"Row Cover Technology"
by Lucy Goodman
What are Row Covers and Why Should I Use Them?
A row cover is simply a piece of cloth that growers use to cover plants for either frost, weather or insect protection protection. They come in many sizes, thickness' and materials. They are cut to fit a row or bed laid on top of the plants or on hoops, anchored with rocks or other material and they than can keep hail frost or insect at bay. They are not always easy to handle especially the first season or two-there is a definite learning curve with row cover technology but they are a good answer to a lot of potential problems to the sustainable grower such as protection from weather, keeping moisture in the soil, better germination in seed starting, season extension, Protection from ag chemicals, Protection from cross pollination (must hand pollinate) and insect protection.
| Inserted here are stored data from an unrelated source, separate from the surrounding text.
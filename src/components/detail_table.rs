//! Sale-by-sale detail table.

use leptos::prelude::*;

use crate::net::types::SaleDetail;
use crate::util::dates::display_date;

#[component]
pub fn DetailTable(rows: Vec<SaleDetail>) -> impl IntoView {
    view! {
        <table class="data-table data-table--wide">
            <thead>
                <tr>
                    <th>"Date"</th>
                    <th>"Time"</th>
                    <th>"Zone"</th>
                    <th>"Supervisor"</th>
                    <th>"Seller"</th>
                    <th>"Order"</th>
                    <th>"Product"</th>
                    <th>"Customer"</th>
                    <th>"Scoring"</th>
                    <th>"Today"</th>
                </tr>
            </thead>
            <tbody>
                {rows
                    .into_iter()
                    .map(|row| {
                        view! {
                            <tr>
                                <td>{display_date(&row.date)}</td>
                                <td>{row.time.unwrap_or_default()}</td>
                                <td>{row.zone}</td>
                                <td>{row.supervisor}</td>
                                <td>{row.seller_name}</td>
                                <td>{row.order_number}</td>
                                <td>{row.product}</td>
                                <td>{row.customer_name}</td>
                                <td>{row.scoring}</td>
                                <td>{if row.sold_today { "yes" } else { "" }}</td>
                            </tr>
                        }
                    })
                    .collect::<Vec<_>>()}
            </tbody>
        </table>
    }
}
We have really lowered our use of such insect controls as Bt since using row covers and have almost no damage due to insects or weather on our salad and other greens
Different Types of Row Cover
Spun Bonded Poly Propylene-These are probably the most common row covers in use today. These come in a variety of weights and are made by several manufacturers. These are good year round for weather protection, insect protection and preventing the soil from drying out in drought conditions
Cotton-Elmer Plantex-C-resembles cheese cloth. Good for insect protection and won't burn plants but gives only a few degrees of frost protection. Can be composted. Expensive and hard to find
Slitted Plastic Slitted plastic is self venting so can be used in warm temps. Great for season extension especially early spring time plantings.
Solid plastic is good for season extension in cool weather but can heat up too much on warm sunny days and kill plants, Best in late fall/winter especially combined with spun bonded covers. Be sure to use a UV stable plastic such as Tufflite (i.e. greenhouse plastic)
Tufbel This is made from polyvinyl alcohol (PVA). PVA has unique absorption properties which allow moisture to freeze within the rowcover fibers and form a protective shield, like an igloo, over the crop. Yet PVA is also breathable (35% permeable), allowing crop ventilation during the day. You can water or spray right through it, without need for removal. The draw back is this stuff costs almost 10x more than spunbond polypropolene covers, does not last 10x longer and is hard to find.
To Hoop or Not to Hoop?
Most plants don't like the weight of covers on them so it is advisable to use hoops. The Length to cut the material depends on the width of your beds and the height of the plants to be covered. For wire I use 8' lengths for 4' wide beds and 2' high hoops. PVC and conduit come in 10' lengths so that is the usual length used for those materials. Hoops are very important for season extension as plants touching row cover will get frost damage
Seed beds can have the covers put right on the soil. The covers keep moisture in the ground and greatly aid in germination
Wire I use #9 gauge wire which can be bought in bulk at any farm supply store. These are thin and tend to fall over in very wet conditions but they are cheap and don't leach chemicals into the soil
PVC Pipe which needs to be anchored with rebar are wider than wire and don't damage the covers as much because of the width of the pipe. They are also less likely to fall over. PVC can leach chemicals into the soil though, is tough to dispose of, may cause chemical reaction with UV stable plastics, is not UV stable so will degrade in 2 or 3 years and it not structurally strong. needs to be used with rebar anchors
Conduit (metal) is sturdy, long lasting but initial cost is more than PVC (though over 10 years costs become cheaper than PVC). It is not reactive with any plastic. Needs to be used with rebar anchors
Anchoring the Covers
Covers have to be anchored well anyplace there is wind. One of the biggest hassles with covers is wind and poor anchoring. Over the years I have tried many ways to anchor the covers.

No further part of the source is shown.